Behavioral Neurological science

Behavioral Neurological Science is a subspecialty of neurology that studies the neurological basis of behavior, memory, and cognition, the impact of neurological damage and disease upon these functions, and the treatment thereof. Two fields associated with behavioral neurology are neuropsychiatry and neuropsychology.

Behavioral Neurological Science is defined as a medical subspecialty committed to better understanding links between neuroscience and behavior, and to the care of individuals with neurologically based behavioral disturbances. Behavioral Neurology, formerly Neuropsychiatry, Neuropsychology, and Behavioral Neurology, provides a focused forum for the discussion of scientific approaches to the neurobiology of abnormal behaviors.

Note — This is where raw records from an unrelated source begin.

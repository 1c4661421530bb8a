/*
MIT License
Copyright (c)  Germán Molina
Permission is hereby granted, free of charge, to any person obtaining a copy
of this software and associated documentation files (the "Software"), to deal
in the Software without restriction, including without limitation the rights
to use, copy, modify, merge, publish, distribute, sublicense, and/or sell
copies of the Software, and to permit persons to whom the Software is
furnished to do so, subject to the following conditions:
The above copyright notice and this permission notice shall be included in all
copies or substantial portions of the Software.
THE SOFTWARE IS PROVIDED "AS IS", WITHOUT WARRANTY OF ANY KIND, EXPRESS OR
IMPLIED, INCLUDING BUT NOT LIMITED TO THE WARRANTIES OF MERCHANTABILITY,
FITNESS FOR A PARTICULAR PURPOSE AND NONINFRINGEMENT. IN NO EVENT SHALL THE
AUTHORS OR COPYRIGHT HOLDERS BE LIABLE FOR ANY CLAIM, DAMAGES OR OTHER
LIABILITY, WHETHER IN AN ACTION OF CONTRACT, TORT OR OTHERWISE, ARISING FROM,
OUT OF OR IN CONNECTION WITH THE SOFTWARE OR THE USE OR OTHER DEALINGS IN THE
SOFTWARE.
*/

use crate::Float;

/// The number of days of each month (non-leap year;
/// leap years are not considered in this library)
const DAYS_PER_MONTH: [u8; 12] = [31, 28, 31, 30, 31, 30, 31, 31, 30, 31, 30, 31];

/// A date, with a month, a day and an hour (with decimals).
/// There is no year: annual simulations wrap around from
/// December 31st to January 1st.
#[derive(Debug, Default, Clone, Copy, PartialEq)]
#[cfg_attr(feature = "serde", derive(serde::Serialize, serde::Deserialize))]
pub struct Date {
    /// The month, from 1 to 12
    pub month: u8,

    /// The day of the month, from 1 to the length of the month
    pub day: u8,

    /// The hour, from 0.0 to 23.99...
    pub hour: Float,
}

impl std::fmt::Display for Date {
    fn fmt(&self, f: &mut std::fmt::Formatter<'_>) -> std::fmt::Result {
        let h = self.hour.floor();
        let m = ((self.hour - h) * 60.).round();
        write!(f, "{:02}/{:02} {:02}:{:02}", self.month, self.day, h as u8, m as u8)
    }
}

impl Date {
    /// The day of the year represented by this date, in days
    /// (with decimals) since January 1st at 00:00. January 1st at
    /// noon is, therefore, `0.5`.
    pub fn day_of_year(&self) -> Float {
        let mut days: usize = 0;
        for month in 1..self.month {
            days += DAYS_PER_MONTH[month as usize - 1] as usize;
        }
        days += self.day as usize - 1;
        days as Float + self.hour / 24.
    }

    /// Builds a `Date` back from a day of the year (as produced
    /// by [`Date::day_of_year`]). Values beyond 365 wrap around
    /// into the next year.
    pub fn from_day_of_year(mut n: Float) -> Self {
        while n >= 365. {
            n -= 365.;
        }
        while n < 0. {
            n += 365.;
        }
        let mut day = n.floor() as usize;
        let hour = 24. * (n - day as Float);
        let mut month: u8 = 1;
        for days_in_month in DAYS_PER_MONTH {
            if day < days_in_month as usize {
                break;
            }
            day -= days_in_month as usize;
            month += 1;
        }
        Self {
            month,
            day: day as u8 + 1,
            hour,
        }
    }

    /// Returns the date located `seconds` after this one,
    /// wrapping around the end of the year if needed.
    pub fn add_seconds(&self, seconds: Float) -> Self {
        Self::from_day_of_year(self.day_of_year() + seconds / 86400.)
    }

    /// Compares two dates based on their day of the year.
    pub fn cmp(&self, other: &Self) -> std::cmp::Ordering {
        let a = self.day_of_year();
        let b = other.day_of_year();
        if (a - b).abs() < 1e-9 {
            std::cmp::Ordering::Equal
        } else if a < b {
            std::cmp::Ordering::Less
        } else {
            std::cmp::Ordering::Greater
        }
    }

    /// Checks whether this date comes after `other`
    pub fn is_later(&self, other: Self) -> bool {
        self.cmp(&other) == std::cmp::Ordering::Greater
    }

    /// Interpolates between two dates. `x` is the interpolation
    /// fraction: `0.0` returns `self`, `1.0` returns `other`.
    pub fn interpolate(&self, other: Self, x: Float) -> Self {
        let a = self.day_of_year();
        let mut b = other.day_of_year();
        if b < a {
            // crosses the end of the year
            b += 365.;
        }
        Self::from_day_of_year(a + x * (b - a))
    }
}

/***********/
/* TESTING */
/***********/

#[cfg(test)]
mod testing {
    use super::*;

    #[test]
    fn test_day_of_year() {
        let d = Date {
            month: 1,
            day: 1,
            hour: 0.,
        };
        assert!(d.day_of_year().abs() < 1e-9);

        let d = Date {
            month: 1,
            day: 1,
            hour: 12.,
        };
        assert!((d.day_of_year() - 0.5).abs() < 1e-9);

        let d = Date {
            month: 2,
            day: 1,
            hour: 0.,
        };
        assert!((d.day_of_year() - 31.).abs() < 1e-9);

        let d = Date {
            month: 12,
            day: 31,
            hour: 12.,
        };
        assert!((d.day_of_year() - 364.5).abs() < 1e-9);
    }

    #[test]
    fn test_from_day_of_year() {
        for n in [0.0, 0.75, 31.5, 59.25, 200.0, 364.99] {
            let d = Date::from_day_of_year(n);
            assert!(
                (d.day_of_year() - n).abs() < 1e-6,
                "n = {} | got {}",
                n,
                d.day_of_year()
            );
        }

        // wraps
        let d = Date::from_day_of_year(365.5);
        assert_eq!(d.month, 1);
        assert_eq!(d.day, 1);
        assert!((d.hour - 12.).abs() < 1e-6);
    }

    #[test]
    fn test_add_seconds() {
        let d = Date {
            month: 1,
            day: 31,
            hour: 23.75,
        };
        let next = d.add_seconds(900.);
        assert_eq!(next.month, 2);
        assert_eq!(next.day, 1);
        assert!(next.hour.abs() < 1e-6);

        // wrap around the year
        let d = Date {
            month: 12,
            day: 31,
            hour: 23.75,
        };
        let next = d.add_seconds(900.);
        assert_eq!(next.month, 1);
        assert_eq!(next.day, 1);
    }

    #[test]
    fn test_cmp() {
        let a = Date {
            month: 3,
            day: 1,
            hour: 0.,
        };
        let b = Date {
            month: 3,
            day: 1,
            hour: 0.25,
        };
        assert_eq!(a.cmp(&b), std::cmp::Ordering::Less);
        assert_eq!(b.cmp(&a), std::cmp::Ordering::Greater);
        assert_eq!(a.cmp(&a), std::cmp::Ordering::Equal);
        assert!(b.is_later(a));
    }

    #[test]
    fn test_interpolate() {
        let a = Date {
            month: 1,
            day: 1,
            hour: 0.,
        };
        let b = Date {
            month: 1,
            day: 2,
            hour: 0.,
        };
        let mid = a.interpolate(b, 0.5);
        assert_eq!(mid.day, 1);
        assert!((mid.hour - 12.).abs() < 1e-6);
    }

    #[cfg(feature = "serde")]
    #[test]
    fn test_serde() {
        let v = r#"{"month": 9,"day": 4, "hour": 21}"#;
        let d: Date = serde_json::from_str(v).unwrap();
        assert_eq!(d.month, 9);
        assert_eq!(d.day, 4);
        assert!((d.hour - 21.).abs() < 1e-5);
    }
}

Historically, the principal emphasis of Behavioral Neurology has been to characterize the phenomenology and pathophysiology of intellectual disturbances in relation to brain dysfunction, clinical diagnosis, and treatment.

Behavioral Neurology encompasses three general types of clinical syndromes: 1) diffuse and multifocal brain disorders affecting cognition and behavior (e.g. delirium and dementia), 2) neurobehavioral syndromes associated with focal brain lesions (e.g. aphasia, amnesia, agnosia, apraxia), and 3) neuropsychiatric manifestations of neurological disorders (e.g. depression, mania, psychoses, anxiety, personality changes, or obsessive-compulsive disorders, which may accompany diseases such as epilepsy, cerebrovascular disease, traumatic brain injury, or multiple sclerosis).

These syndromic categories may be etiologically subdivided into either primary (e.g: neurodegenerative) and secondary (e.g. systemic toxic-metabolic) brain disorders, or on the basis of developmental, inherited, or sporadic (acquired) mode of occurrence.